Galileo constantly referred to experiments that would
check his hypotheses. This was a new procedure in the study of nature.
Prior to his time, the primary method of discussing nature was to refer
to the authorities, primarily Aristotle.
Such a reliance on observation and experimentation
rather than authority is a cornerstone of science today. Its beginning
is usually credited to Galileo, but its preeminence was established by
its use by Newton.
A passionately religious man in a time
of great scientific discovery, Isaac Newton wanted to know how God's universe
worked. His quest for answers gave us the law of universal gravitation,
calculus, a new theory of color and light, and the three laws of motion
that form the basis of modern mechanics. Brilliant and creative, the English
physicist and mathematician synthesized the discoveries of Galileo, Kepler
and others, formalizing and transforming physical science. Yet, looking
back, Newton said
"I seem to have been only like a
boy, playing on the sea-shore, and diverting myself, in now and then finding
a smoother pebble or prettier shell than ordinary, whilst the great ocean
of truth lay all undiscovered before me."
1st Law of Motion
The most important results of Newton's work are his
three laws of motion and his law of universal gravitation.
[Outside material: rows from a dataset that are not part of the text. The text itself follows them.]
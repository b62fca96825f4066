//! Per-user scheduling preferences.
//!
//! Hard parts (blocked intervals, allowed daily hours, weekends, minimum gap,
//! daily cap) constrain the solver. Soft parts (morning preference, late
//! penalty, category weighting) are only read by scorers.

use chrono::{DateTime, Datelike, FixedOffset, NaiveDate, Offset, Timelike, Utc, Weekday};
use serde::{Deserialize, Serialize};
use std::collections::BTreeMap;

use super::slot::TimeSlot;
use crate::error::ValidationError;

/// Time-of-day weighting for one task category.
#[derive(Debug, Clone, PartialEq, Serialize, Deserialize)]
pub struct CategoryPreference {
    /// First preferred local hour (inclusive)
    pub start_hour: u32,
    /// Last preferred local hour (inclusive)
    pub end_hour: u32,
    /// Multiplier inside the preferred hours
    #[serde(default = "default_inside_factor")]
    pub inside_factor: f64,
    /// Multiplier outside the preferred hours
    #[serde(default = "default_outside_factor")]
    pub outside_factor: f64,
}

fn default_inside_factor() -> f64 {
    1.3
}
fn default_outside_factor() -> f64 {
    0.8
}

impl CategoryPreference {
    pub fn factor_at(&self, local_hour: u32) -> f64 {
        if (self.start_hour..=self.end_hour).contains(&local_hour) {
            self.inside_factor
        } else {
            self.outside_factor
        }
    }
}

/// Scheduling preferences.
#[derive(Debug, Clone, PartialEq, Serialize, Deserialize)]
pub struct Preferences {
    /// Absolute intervals where no task may run
    #[serde(default)]
    pub blocked: Vec<TimeSlot>,
    /// No task before this local hour
    #[serde(default)]
    pub day_start_hour: Option<u32>,
    /// No task at or after this local hour (24 = midnight)
    #[serde(default)]
    pub day_end_hour: Option<u32>,
    /// Allow tasks on Saturday and Sunday
    #[serde(default = "default_true")]
    pub weekend_ok: bool,
    /// Minimum gap between consecutive scheduled tasks
    #[serde(default)]
    pub min_gap_minutes: u32,
    /// Cap on scheduled task minutes per local day
    #[serde(default)]
    pub max_task_minutes_per_day: Option<u32>,
    /// Local time offset from UTC in minutes
    #[serde(default)]
    pub utc_offset_minutes: i32,
    /// First local hour of the preferred morning (inclusive)
    #[serde(default = "default_morning_start")]
    pub prefer_morning_start_hour: u32,
    /// Last local hour of the preferred morning (inclusive)
    #[serde(default = "default_morning_end")]
    pub prefer_morning_end_hour: u32,
    /// Local hour from which slots are penalized
    #[serde(default = "default_avoid_after")]
    pub avoid_after_hour: u32,
    /// Days before a task's latest end where slots gain urgency
    #[serde(default = "default_pressure_days")]
    pub deadline_pressure_days: u32,
    /// Time-of-day weighting keyed by task category
    #[serde(default)]
    pub categories: BTreeMap<String, CategoryPreference>,
}

fn default_true() -> bool {
    true
}
fn default_morning_start() -> u32 {
    8
}
fn default_morning_end() -> u32 {
    11
}
fn default_avoid_after() -> u32 {
    20
}
fn default_pressure_days() -> u32 {
    3
}

impl Default for Preferences {
    fn default() -> Self {
        Self {
            blocked: Vec::new(),
            day_start_hour: None,
            day_end_hour: None,
            weekend_ok: true,
            min_gap_minutes: 0,
            max_task_minutes_per_day: None,
            utc_offset_minutes: 0,
            prefer_morning_start_hour: default_morning_start(),
            prefer_morning_end_hour: default_morning_end(),
            avoid_after_hour: default_avoid_after(),
            deadline_pressure_days: default_pressure_days(),
            categories: BTreeMap::new(),
        }
    }
}

impl Preferences {
    /// Restrict tasks to `[start_hour, end_hour)` local time.
    pub fn with_day_hours(mut self, start_hour: u32, end_hour: u32) -> Self {
        self.day_start_hour = Some(start_hour);
        self.day_end_hour = Some(end_hour);
        self
    }

    pub fn with_min_gap(mut self, minutes: u32) -> Self {
        self.min_gap_minutes = minutes;
        self
    }

    pub fn with_blocked(mut self, slot: TimeSlot) -> Self {
        self.blocked.push(slot);
        self
    }

    pub fn with_category(mut self, name: impl Into<String>, pref: CategoryPreference) -> Self {
        self.categories.insert(name.into(), pref);
        self
    }

    pub fn validate(&self) -> Result<(), ValidationError> {
        let start = self.day_start_hour.unwrap_or(0);
        let end = self.day_end_hour.unwrap_or(24);
        if start > 23 || end > 24 || start >= end {
            return Err(ValidationError::InvalidValue {
                field: "preferences.day_hours".into(),
                message: format!("[{start}, {end}) is not a valid daily range"),
            });
        }
        if self.utc_offset_minutes.abs() >= 24 * 60 {
            return Err(ValidationError::InvalidValue {
                field: "preferences.utc_offset_minutes".into(),
                message: format!("{} is out of range", self.utc_offset_minutes),
            });
        }
        for slot in &self.blocked {
            if slot.start >= slot.end {
                return Err(ValidationError::InvalidTimeRange {
                    start: slot.start,
                    end: slot.end,
                });
            }
        }
        for (name, cat) in &self.categories {
            let factors_ok = [cat.inside_factor, cat.outside_factor]
                .iter()
                .all(|f| f.is_finite() && *f >= 0.0);
            if cat.start_hour > cat.end_hour || cat.end_hour > 23 || !factors_ok {
                return Err(ValidationError::InvalidValue {
                    field: format!("preferences.categories.{name}"),
                    message: "hours must satisfy start <= end <= 23 and factors be non-negative".into(),
                });
            }
        }
        Ok(())
    }

    pub fn offset(&self) -> FixedOffset {
        FixedOffset::east_opt(self.utc_offset_minutes * 60)
            .unwrap_or_else(|| Utc.fix())
    }

    pub fn local(&self, at: DateTime<Utc>) -> DateTime<FixedOffset> {
        at.with_timezone(&self.offset())
    }

    /// Local calendar day of `at`.
    pub fn local_date(&self, at: DateTime<Utc>) -> NaiveDate {
        self.local(at).date_naive()
    }

    pub fn is_weekend(&self, at: DateTime<Utc>) -> bool {
        matches!(self.local(at).weekday(), Weekday::Sat | Weekday::Sun)
    }

    /// Whether no task may occupy `[start, end)`.
    ///
    /// Daily hours and weekends are judged from the local time at `start`,
    /// so callers should pass single grid quanta.
    pub fn blocks(&self, start: DateTime<Utc>, end: DateTime<Utc>) -> bool {
        if self.blocked.iter().any(|b| b.overlaps_range(start, end)) {
            return true;
        }
        if !self.weekend_ok && self.is_weekend(start) {
            return true;
        }
        if self.day_start_hour.is_some() || self.day_end_hour.is_some() {
            let local = self.local(start);
            let minute_of_day = (local.hour() * 60 + local.minute()) as i64;
            let len = (end - start).num_minutes();
            let open = self.day_start_hour.unwrap_or(0) as i64 * 60;
            let close = self.day_end_hour.unwrap_or(24) as i64 * 60;
            if minute_of_day < open || minute_of_day + len > close {
                return true;
            }
        }
        false
    }
}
Let's look at
the three laws of motion first. The first law of motion was essentially
a restatement of Galileo's law of inertia:
Unless an object is acted upon by a net, outside
force, the object will maintain a constant velocity. Beyond just restating
Galileo's work, Newton used the first law as an opportunity to define a
new quantity, momentum.
Momentum is a measurement of an object's tendency
to maintain its specific state of motion. In other words,momentum is a
measurement of the fact that a moving object tends to keep moving and a
stationary object tends to remain at rest. Momentum depends on velocity,
for clearly a body moving at 50 km/hr has more "motion" than one moving
at 10 km/hr. But momentum also depends on the amount of matter in the moving
object and automobile going 30 km/hr certainly has more "motion", and is
harder to speed up, stop, or turn than a bicycle moving with the same speed.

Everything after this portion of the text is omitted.